PROBLEM TO WORK ON:
Examine each line of the data. Copy those that contain the string "JoinType".

[Stored items]
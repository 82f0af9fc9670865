use std::borrow::Cow;

use rust_decimal::Decimal;
use serde::{Deserialize, Serialize};
use validator::{Validate, ValidationError, ValidationErrors};

pub(crate) const BLANK: &str = "This field may not be blank.";

#[derive(Debug, Clone, PartialEq, Eq, Serialize, Deserialize, sqlx::FromRow)]
pub struct TaxonomyView {
    pub id: i64,
    pub name: String,
}

pub type TagView = TaxonomyView;
pub type IngredientView = TaxonomyView;

#[derive(Debug, Clone, Default, Deserialize, Validate)]
pub struct TaxonomyInput {
    #[serde(default)]
    #[validate(length(max = 255, message = "Ensure this field has no more than 255 characters."))]
    pub name: String,
}

/// Shallow recipe representation, relations as id lists.
#[derive(Debug, Clone, PartialEq, Serialize, Deserialize)]
pub struct RecipeSummary {
    pub id: i64,
    pub title: String,
    pub tags: Vec<i64>,
    pub time_minutes: i64,
    pub ingredients: Vec<i64>,
    pub price: Decimal,
    pub link: String,
}

/// Single-item representation with relations expanded.
#[derive(Debug, Clone, PartialEq, Serialize, Deserialize)]
pub struct RecipeDetail {
    pub id: i64,
    pub title: String,
    pub tags: Vec<TagView>,
    pub time_minutes: i64,
    pub ingredients: Vec<IngredientView>,
    pub price: Decimal,
    pub link: String,
}

#[derive(Debug, Clone, Default, Deserialize, Validate)]
pub struct RecipeInput {
    #[serde(default)]
    #[validate(length(max = 255, message = "Ensure this field has no more than 255 characters."))]
    pub title: String,
    #[validate(required(message = "This field is required."))]
    pub time_minutes: Option<i64>,
    #[validate(required(message = "This field is required."))]
    pub price: Option<Decimal>,
    #[validate(length(max = 255, message = "Ensure this field has no more than 255 characters."))]
    pub link: Option<String>,
    #[serde(default, alias = "tag")]
    pub tags: Vec<i64>,
    #[serde(default)]
    pub ingredients: Vec<i64>,
}

/// Partial update. A `None` field keeps the stored value; relation lists
/// replace the current set when present.
#[derive(Debug, Clone, Default, Deserialize, Validate)]
pub struct RecipePatch {
    #[validate(length(max = 255, message = "Ensure this field has no more than 255 characters."))]
    pub title: Option<String>,
    pub time_minutes: Option<i64>,
    pub price: Option<Decimal>,
    #[validate(length(max = 255, message = "Ensure this field has no more than 255 characters."))]
    pub link: Option<String>,
    #[serde(default, alias = "tag")]
    pub tags: Option<Vec<i64>>,
    pub ingredients: Option<Vec<i64>>,
}

impl From<RecipeInput> for RecipePatch {
    fn from(input: RecipeInput) -> Self {
        Self {
            title: Some(input.title),
            time_minutes: input.time_minutes,
            price: input.price,
            link: Some(input.link.unwrap_or_default()),
            tags: Some(input.tags),
            ingredients: Some(input.ingredients),
        }
    }
}

#[derive(Debug, Clone, Default)]
pub struct RecipeFilter {
    pub tags: Vec<i64>,
    pub ingredients: Vec<i64>,
}

pub(crate) fn collect_errors(result: Result<(), ValidationErrors>) -> ValidationErrors {
    result.err().unwrap_or_default()
}

pub(crate) fn add_error(
    errors: &mut ValidationErrors,
    field: &'static str,
    code: &'static str,
    message: impl Into<Cow<'static, str>>,
) {
    errors.add(field, ValidationError::new(code).with_message(message.into()));
}

/// Up to 5 digits in total with at most 2 after the decimal point.
pub(crate) fn check_price(price: &Decimal, errors: &mut ValidationErrors) {
    let price = price.normalize();

    if price.scale() > 2 {
        add_error(
            errors,
            "price",
            "max_decimal_places",
            "Ensure that there are no more than 2 decimal places.",
        );
    } else if price.abs() >= Decimal::ONE_THOUSAND {
        add_error(
            errors,
            "price",
            "max_whole_digits",
            "Ensure that there are no more than 3 digits before the decimal point.",
        );
    }
}

/// Stored form of a price, always two decimal places.
pub(crate) fn price_text(price: &Decimal) -> String {
    let mut price = price.normalize();
    price.rescale(2);
    price.to_string()
}

#[cfg(test)]
mod tests {
    use std::str::FromStr;

    use super::*;

    fn price_errors(value: &str) -> ValidationErrors {
        let mut errors = ValidationErrors::new();
        check_price(&Decimal::from_str(value).unwrap(), &mut errors);
        errors
    }

    #[test]
    fn price_precision() {
        assert!(price_errors("5").is_empty());
        assert!(price_errors("999.99").is_empty());
        assert!(price_errors("5.500").is_empty());
        assert!(!price_errors("5.555").is_empty());
        assert!(!price_errors("1000").is_empty());
        assert!(!price_errors("-1000.5").is_empty());
    }

    #[test]
    fn price_is_stored_with_two_places() {
        assert_eq!(price_text(&Decimal::from_str("5").unwrap()), "5.00");
        assert_eq!(price_text(&Decimal::from_str("0.4").unwrap()), "0.40");
        assert_eq!(price_text(&Decimal::from_str("12.340").unwrap()), "12.34");
    }

    #[test]
    fn input_accepts_legacy_tag_field() {
        let input: RecipeInput = serde_json::from_str(
            r#"{"title":"Soup","time_minutes":5,"price":"5.00","tag":[1,2]}"#,
        )
        .unwrap();
        assert_eq!(input.tags, vec![1, 2]);
        assert!(input.ingredients.is_empty());
        assert_eq!(input.link, None);

        let input: RecipeInput =
            serde_json::from_str(r#"{"title":"Soup","tags":[3],"price":5.5}"#).unwrap();
        assert_eq!(input.tags, vec![3]);
        assert_eq!(input.price, Some(Decimal::from_str("5.5").unwrap()));
    }

    #[test]
    fn summary_serializes_price_as_string() {
        let summary = RecipeSummary {
            id: 1,
            title: "Soup".to_owned(),
            tags: vec![2],
            time_minutes: 10,
            ingredients: vec![],
            price: Decimal::from_str("5.00").unwrap(),
            link: String::new(),
        };

        let value = serde_json::to_value(&summary).unwrap();
        assert_eq!(value["price"], "5.00");
        assert_eq!(value["tags"], serde_json::json!([2]));
    }
}
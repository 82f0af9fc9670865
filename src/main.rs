mod cli;

use anyhow::Result;
use clap::{Parser, Subcommand};

/// cookbook - recipe management API
#[derive(Parser)]
#[command(name = "cookbook")]
#[command(about = "Recipe, tag and ingredient REST API", long_about = None)]
struct Cli {
    /// Path to configuration file
    #[arg(long, global = true)]
    config: Option<String>,

    #[command(subcommand)]
    command: Commands,
}

#[derive(Subcommand)]
enum Commands {
    /// Run migrations and start the HTTP server
    Serve {
        /// Server host address (overrides config file)
        #[arg(long)]
        host: Option<String>,

        /// Server port (overrides config file)
        #[arg(long)]
        port: Option<u16>,
    },
    /// Run database migrations
    Migrate,
    /// Manage user accounts
    User {
        #[command(subcommand)]
        command: UserCommands,
    },
}

#[derive(Subcommand)]
enum UserCommands {
    /// Create an account with staff and superuser flags set
    CreateSuperuser {
        #[arg(long)]
        email: String,

        #[arg(long)]
        password: String,

        #[arg(long, default_value = "")]
        name: String,
    },
    /// Change the role of an existing account
    SetRole {
        #[arg(long)]
        email: String,

        #[arg(value_enum)]
        role: cli::user::Role,
    },
}

#[tokio::main]
async fn main() -> Result<()> {
    let cli = Cli::parse();

    let config = cookbook::config::Config::load(cli.config.clone())?;
    config.validate().map_err(|e| anyhow::anyhow!(e))?;

    cookbook::observability::init_observability(
        "cookbook",
        env!("CARGO_PKG_VERSION"),
        &config.observability.log_level,
        config.observability.json,
    )?;

    match cli.command {
        Commands::Serve { host, port } => cli::server::serve(config, host, port).await,
        Commands::Migrate => cli::migrate::migrate(config).await,
        Commands::User { command } => match command {
            UserCommands::CreateSuperuser {
                email,
                password,
                name,
            } => cli::user::create_superuser(config, email, password, name).await,
            UserCommands::SetRole { email, role } => cli::user::set_role(config, email, role).await,
        },
    }
}
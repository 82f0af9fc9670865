use sea_query::{ColumnDef, Table, TableCreateStatement, TableDropStatement};

use crate::table::User;

fn create_table() -> TableCreateStatement {
    Table::create()
        .table(User::Table)
        .col(
            ColumnDef::new(User::Id)
                .string()
                .not_null()
                .string_len(26)
                .primary_key(),
        )
        .col(
            ColumnDef::new(User::Email)
                .string()
                .not_null()
                .string_len(255),
        )
        .col(ColumnDef::new(User::Password).string().not_null())
        .col(
            ColumnDef::new(User::Name)
                .string()
                .not_null()
                .string_len(255)
                .default(""),
        )
        .col(
            ColumnDef::new(User::IsActive)
                .boolean()
                .not_null()
                .default(true),
        )
        .col(
            ColumnDef::new(User::IsStaff)
                .boolean()
                .not_null()
                .default(false),
        )
        .col(
            ColumnDef::new(User::IsSuperuser)
                .boolean()
                .not_null()
                .default(false),
        )
        .col(ColumnDef::new(User::LastLogin).big_integer().null())
        .col(ColumnDef::new(User::CreatedAt).big_integer().not_null())
        .to_owned()
}

fn drop_table() -> TableDropStatement {
    Table::drop().table(User::Table).to_owned()
}

schema_operation!(CreateTable, create_table(), drop_table());

pub struct CreateUk1;

#[async_trait::async_trait]
impl sqlx_migrator::Operation<sqlx::Sqlite> for CreateUk1 {
    async fn up(
        &self,
        connection: &mut sqlx::SqliteConnection,
    ) -> Result<(), sqlx_migrator::Error> {
        // sea-query has no builder for a collated index column
        sqlx::query(r#"CREATE UNIQUE INDEX "uk_user_email" ON "user" ("email" COLLATE NOCASE)"#)
            .execute(connection)
            .await?;

        Ok(())
    }

    async fn down(
        &self,
        connection: &mut sqlx::SqliteConnection,
    ) -> Result<(), sqlx_migrator::Error> {
        sqlx::query(r#"DROP INDEX "uk_user_email""#)
            .execute(connection)
            .await?;

        Ok(())
    }
}
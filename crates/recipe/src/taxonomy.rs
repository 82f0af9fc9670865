use std::collections::{BTreeSet, HashMap};

use cookbook_db::table;
use sea_query::{Expr, ExprTrait, Iden, JoinType, Order, Query, SqliteQueryBuilder};
use sea_query_sqlx::SqlxBinder;
use sqlx::{SqliteConnection, SqliteExecutor, prelude::FromRow};
use validator::Validate;

use crate::{TaxonomyInput, TaxonomyView, view};

/// Tags and ingredients share one shape: an owned, named row attached to
/// recipes through a join table.
#[derive(Debug, Clone, Copy, PartialEq, Eq)]
pub enum TaxonomyKind {
    Tag,
    Ingredient,
}

pub(crate) trait TaxonomyTable {
    type Col: Iden + Copy + Send + Sync + 'static;
    type Join: Iden + Copy + Send + Sync + 'static;

    const TABLE: Self::Col;
    const ID: Self::Col;
    const USER_ID: Self::Col;
    const NAME: Self::Col;

    const JOIN_TABLE: Self::Join;
    const JOIN_RECIPE_ID: Self::Join;
    const JOIN_ITEM_ID: Self::Join;
}

pub(crate) struct Tags;

impl TaxonomyTable for Tags {
    type Col = table::Tag;
    type Join = table::RecipeTag;

    const TABLE: table::Tag = table::Tag::Table;
    const ID: table::Tag = table::Tag::Id;
    const USER_ID: table::Tag = table::Tag::UserId;
    const NAME: table::Tag = table::Tag::Name;

    const JOIN_TABLE: table::RecipeTag = table::RecipeTag::Table;
    const JOIN_RECIPE_ID: table::RecipeTag = table::RecipeTag::RecipeId;
    const JOIN_ITEM_ID: table::RecipeTag = table::RecipeTag::TagId;
}

pub(crate) struct Ingredients;

impl TaxonomyTable for Ingredients {
    type Col = table::Ingredient;
    type Join = table::RecipeIngredient;

    const TABLE: table::Ingredient = table::Ingredient::Table;
    const ID: table::Ingredient = table::Ingredient::Id;
    const USER_ID: table::Ingredient = table::Ingredient::UserId;
    const NAME: table::Ingredient = table::Ingredient::Name;

    const JOIN_TABLE: table::RecipeIngredient = table::RecipeIngredient::Table;
    const JOIN_RECIPE_ID: table::RecipeIngredient = table::RecipeIngredient::RecipeId;
    const JOIN_ITEM_ID: table::RecipeIngredient = table::RecipeIngredient::IngredientId;
}

#[derive(FromRow)]
struct RelatedRow {
    recipe_id: i64,
    id: i64,
    name: String,
}

impl super::Command {
    #[tracing::instrument(skip(self, input))]
    pub async fn create_taxonomy(
        &self,
        kind: TaxonomyKind,
        owner: &str,
        input: TaxonomyInput,
    ) -> cookbook_shared::Result<TaxonomyView> {
        match kind {
            TaxonomyKind::Tag => self.create_item::<Tags>(owner, input).await,
            TaxonomyKind::Ingredient => self.create_item::<Ingredients>(owner, input).await,
        }
    }

    /// Caller-owned rows, descending by name. `assigned_only` keeps rows
    /// attached to at least one recipe.
    pub async fn list_taxonomy(
        &self,
        kind: TaxonomyKind,
        owner: &str,
        assigned_only: bool,
    ) -> cookbook_shared::Result<Vec<TaxonomyView>> {
        match kind {
            TaxonomyKind::Tag => list::<Tags>(&self.read_db, owner, assigned_only).await,
            TaxonomyKind::Ingredient => {
                list::<Ingredients>(&self.read_db, owner, assigned_only).await
            }
        }
    }

    async fn create_item<T: TaxonomyTable>(
        &self,
        owner: &str,
        mut input: TaxonomyInput,
    ) -> cookbook_shared::Result<TaxonomyView> {
        input.name = input.name.trim().to_owned();
        if input.name.is_empty() {
            return Err(cookbook_shared::Error::field("name", "blank", view::BLANK));
        }

        input.validate()?;

        let statement = Query::insert()
            .into_table(T::TABLE)
            .columns([T::USER_ID, T::NAME])
            .values_panic([owner.into(), input.name.to_owned().into()])
            .to_owned();

        let (sql, values) = statement.build_sqlx(SqliteQueryBuilder);
        let result = sqlx::query_with(&sql, values)
            .execute(&self.write_db)
            .await?;

        let id = result.last_insert_rowid();
        tracing::info!(id, "created");

        Ok(TaxonomyView {
            id,
            name: input.name,
        })
    }
}

async fn list<T: TaxonomyTable>(
    pool: &sqlx::SqlitePool,
    owner: &str,
    assigned_only: bool,
) -> cookbook_shared::Result<Vec<TaxonomyView>> {
    let mut statement = Query::select()
        .columns([T::ID, T::NAME])
        .from(T::TABLE)
        .and_where(Expr::col(T::USER_ID).eq(owner))
        .order_by(T::NAME, Order::Desc)
        .order_by(T::ID, Order::Desc)
        .to_owned();

    if assigned_only {
        statement.and_where(
            Expr::col(T::ID).in_subquery(
                Query::select()
                    .column(T::JOIN_ITEM_ID)
                    .from(T::JOIN_TABLE)
                    .to_owned(),
            ),
        );
    }

    let (sql, values) = statement.build_sqlx(SqliteQueryBuilder);

    Ok(sqlx::query_as_with::<_, TaxonomyView, _>(&sql, values)
        .fetch_all(pool)
        .await?)
}

pub(crate) async fn find_owned<'e, T: TaxonomyTable, E: SqliteExecutor<'e>>(
    executor: E,
    owner: &str,
    ids: &[i64],
) -> cookbook_shared::Result<Vec<TaxonomyView>> {
    if ids.is_empty() {
        return Ok(vec![]);
    }

    let statement = Query::select()
        .columns([T::ID, T::NAME])
        .from(T::TABLE)
        .and_where(Expr::col(T::USER_ID).eq(owner))
        .and_where(Expr::col(T::ID).is_in(ids.iter().copied()))
        .order_by(T::ID, Order::Asc)
        .to_owned();

    let (sql, values) = statement.build_sqlx(SqliteQueryBuilder);

    Ok(sqlx::query_as_with::<_, TaxonomyView, _>(&sql, values)
        .fetch_all(executor)
        .await?)
}

/// Adds an `Invalid pk` error on `field` for every id that is unknown or
/// belongs to someone else. Returns the deduplicated ids.
pub(crate) async fn check_owned<T: TaxonomyTable>(
    conn: &mut SqliteConnection,
    owner: &str,
    field: &'static str,
    ids: &[i64],
    errors: &mut validator::ValidationErrors,
) -> cookbook_shared::Result<Vec<i64>> {
    let ids = ids.iter().copied().collect::<BTreeSet<_>>();
    let ids = ids.into_iter().collect::<Vec<_>>();
    let found = find_owned::<T, _>(&mut *conn, owner, &ids)
        .await?
        .into_iter()
        .map(|item| item.id)
        .collect::<BTreeSet<_>>();

    for id in ids.iter().filter(|id| !found.contains(id)) {
        view::add_error(
            errors,
            field,
            "does_not_exist",
            format!("Invalid pk \"{id}\" - object does not exist."),
        );
    }

    Ok(ids)
}

/// Replace the relation set of `recipe_id` with `ids`.
pub(crate) async fn replace_links<T: TaxonomyTable>(
    conn: &mut SqliteConnection,
    recipe_id: i64,
    ids: &[i64],
) -> cookbook_shared::Result<()> {
    let statement = Query::delete()
        .from_table(T::JOIN_TABLE)
        .and_where(Expr::col(T::JOIN_RECIPE_ID).eq(recipe_id))
        .to_owned();

    let (sql, values) = statement.build_sqlx(SqliteQueryBuilder);
    sqlx::query_with(&sql, values).execute(&mut *conn).await?;

    if ids.is_empty() {
        return Ok(());
    }

    let mut statement = Query::insert()
        .into_table(T::JOIN_TABLE)
        .columns([T::JOIN_RECIPE_ID, T::JOIN_ITEM_ID])
        .to_owned();

    for id in ids {
        statement.values_panic([recipe_id.into(), (*id).into()]);
    }

    let (sql, values) = statement.build_sqlx(SqliteQueryBuilder);
    sqlx::query_with(&sql, values).execute(&mut *conn).await?;

    Ok(())
}

/// Related rows for each recipe, ordered by id.
pub(crate) async fn related<'e, T: TaxonomyTable, E: SqliteExecutor<'e>>(
    executor: E,
    recipe_ids: &[i64],
) -> cookbook_shared::Result<HashMap<i64, Vec<TaxonomyView>>> {
    if recipe_ids.is_empty() {
        return Ok(HashMap::new());
    }

    let statement = Query::select()
        .column((T::JOIN_TABLE, T::JOIN_RECIPE_ID))
        .columns([(T::TABLE, T::ID), (T::TABLE, T::NAME)])
        .from(T::JOIN_TABLE)
        .join(
            JoinType::InnerJoin,
            T::TABLE,
            Expr::col((T::TABLE, T::ID)).equals((T::JOIN_TABLE, T::JOIN_ITEM_ID)),
        )
        .and_where(Expr::col((T::JOIN_TABLE, T::JOIN_RECIPE_ID)).is_in(recipe_ids.iter().copied()))
        .order_by((T::TABLE, T::ID), Order::Asc)
        .to_owned();

    let (sql, values) = statement.build_sqlx(SqliteQueryBuilder);
    let rows = sqlx::query_as_with::<_, RelatedRow, _>(&sql, values)
        .fetch_all(executor)
        .await?;

    let mut related: HashMap<i64, Vec<TaxonomyView>> = HashMap::new();
    for row in rows {
        related.entry(row.recipe_id).or_default().push(TaxonomyView {
            id: row.id,
            name: row.name,
        });
    }

    Ok(related)
}
use sea_query::{
    ColumnDef, ForeignKey, ForeignKeyAction, Index, IndexCreateStatement, IndexDropStatement,
    Table, TableCreateStatement, TableDropStatement,
};

use crate::table::{Recipe, User};

fn create_table() -> TableCreateStatement {
    Table::create()
        .table(Recipe::Table)
        .col(
            ColumnDef::new(Recipe::Id)
                .integer()
                .not_null()
                .auto_increment()
                .primary_key(),
        )
        .col(
            ColumnDef::new(Recipe::UserId)
                .string()
                .not_null()
                .string_len(26),
        )
        .col(
            ColumnDef::new(Recipe::Title)
                .string()
                .not_null()
                .string_len(255),
        )
        .col(ColumnDef::new(Recipe::TimeMinutes).integer().not_null())
        // decimal text, two fractional digits
        .col(ColumnDef::new(Recipe::Price).string().not_null())
        .col(
            ColumnDef::new(Recipe::Link)
                .string()
                .not_null()
                .string_len(255)
                .default(""),
        )
        .col(ColumnDef::new(Recipe::CreatedAt).big_integer().not_null())
        .col(ColumnDef::new(Recipe::UpdatedAt).big_integer().null())
        .foreign_key(
            ForeignKey::create()
                .name("fk_recipe_user")
                .from(Recipe::Table, Recipe::UserId)
                .to(User::Table, User::Id)
                .on_delete(ForeignKeyAction::Cascade),
        )
        .to_owned()
}

fn drop_table() -> TableDropStatement {
    Table::drop().table(Recipe::Table).to_owned()
}

schema_operation!(CreateTable, create_table(), drop_table());

fn create_idx_1() -> IndexCreateStatement {
    Index::create()
        .name("idx_recipe_user")
        .table(Recipe::Table)
        .col(Recipe::UserId)
        .to_owned()
}

fn drop_idx_1() -> IndexDropStatement {
    Index::drop()
        .name("idx_recipe_user")
        .table(Recipe::Table)
        .to_owned()
}

schema_operation!(CreateIdx1, create_idx_1(), drop_idx_1());
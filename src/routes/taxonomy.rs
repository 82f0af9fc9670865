use axum::{Extension, extract::State, http::StatusCode};
use cookbook_recipe::{TaxonomyInput, TaxonomyKind, TaxonomyView};
use serde::Deserialize;

use crate::{
    error::{ApiError, ApiJson, ApiQuery},
    middleware::Auth,
    routes::AppState,
};

#[derive(Debug, Default, Deserialize)]
pub struct ListQuery {
    /// Non-zero keeps only rows attached to a recipe
    #[serde(default)]
    pub assigned_only: u8,
}

/// GET /recipe/tags/
pub async fn list_tags(
    State(state): State<AppState>,
    Extension(auth): Extension<Auth>,
    ApiQuery(query): ApiQuery<ListQuery>,
) -> Result<ApiJson<Vec<TaxonomyView>>, ApiError> {
    list(&state, &auth, TaxonomyKind::Tag, query).await
}

/// POST /recipe/tags/
pub async fn create_tag(
    State(state): State<AppState>,
    Extension(auth): Extension<Auth>,
    ApiJson(input): ApiJson<TaxonomyInput>,
) -> Result<(StatusCode, ApiJson<TaxonomyView>), ApiError> {
    create(&state, &auth, TaxonomyKind::Tag, input).await
}

/// GET /recipe/ingredients/
pub async fn list_ingredients(
    State(state): State<AppState>,
    Extension(auth): Extension<Auth>,
    ApiQuery(query): ApiQuery<ListQuery>,
) -> Result<ApiJson<Vec<TaxonomyView>>, ApiError> {
    list(&state, &auth, TaxonomyKind::Ingredient, query).await
}

/// POST /recipe/ingredients/
pub async fn create_ingredient(
    State(state): State<AppState>,
    Extension(auth): Extension<Auth>,
    ApiJson(input): ApiJson<TaxonomyInput>,
) -> Result<(StatusCode, ApiJson<TaxonomyView>), ApiError> {
    create(&state, &auth, TaxonomyKind::Ingredient, input).await
}

#[tracing::instrument(skip(state, auth), fields(user_id = %auth.user_id))]
async fn list(
    state: &AppState,
    auth: &Auth,
    kind: TaxonomyKind,
    query: ListQuery,
) -> Result<ApiJson<Vec<TaxonomyView>>, ApiError> {
    let items = state
        .recipe_command
        .list_taxonomy(kind, &auth.user_id, query.assigned_only != 0)
        .await?;

    Ok(ApiJson(items))
}

#[tracing::instrument(skip(state, auth, input), fields(user_id = %auth.user_id))]
async fn create(
    state: &AppState,
    auth: &Auth,
    kind: TaxonomyKind,
    input: TaxonomyInput,
) -> Result<(StatusCode, ApiJson<TaxonomyView>), ApiError> {
    let item = state
        .recipe_command
        .create_taxonomy(kind, &auth.user_id, input)
        .await?;

    Ok((StatusCode::CREATED, ApiJson(item)))
}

EXPECTED OUTPUT:
use sea_query::{Expr, ExprTrait, Iden, JoinType, Order, Query, SqliteQueryBuilder};
            JoinType::InnerJoin,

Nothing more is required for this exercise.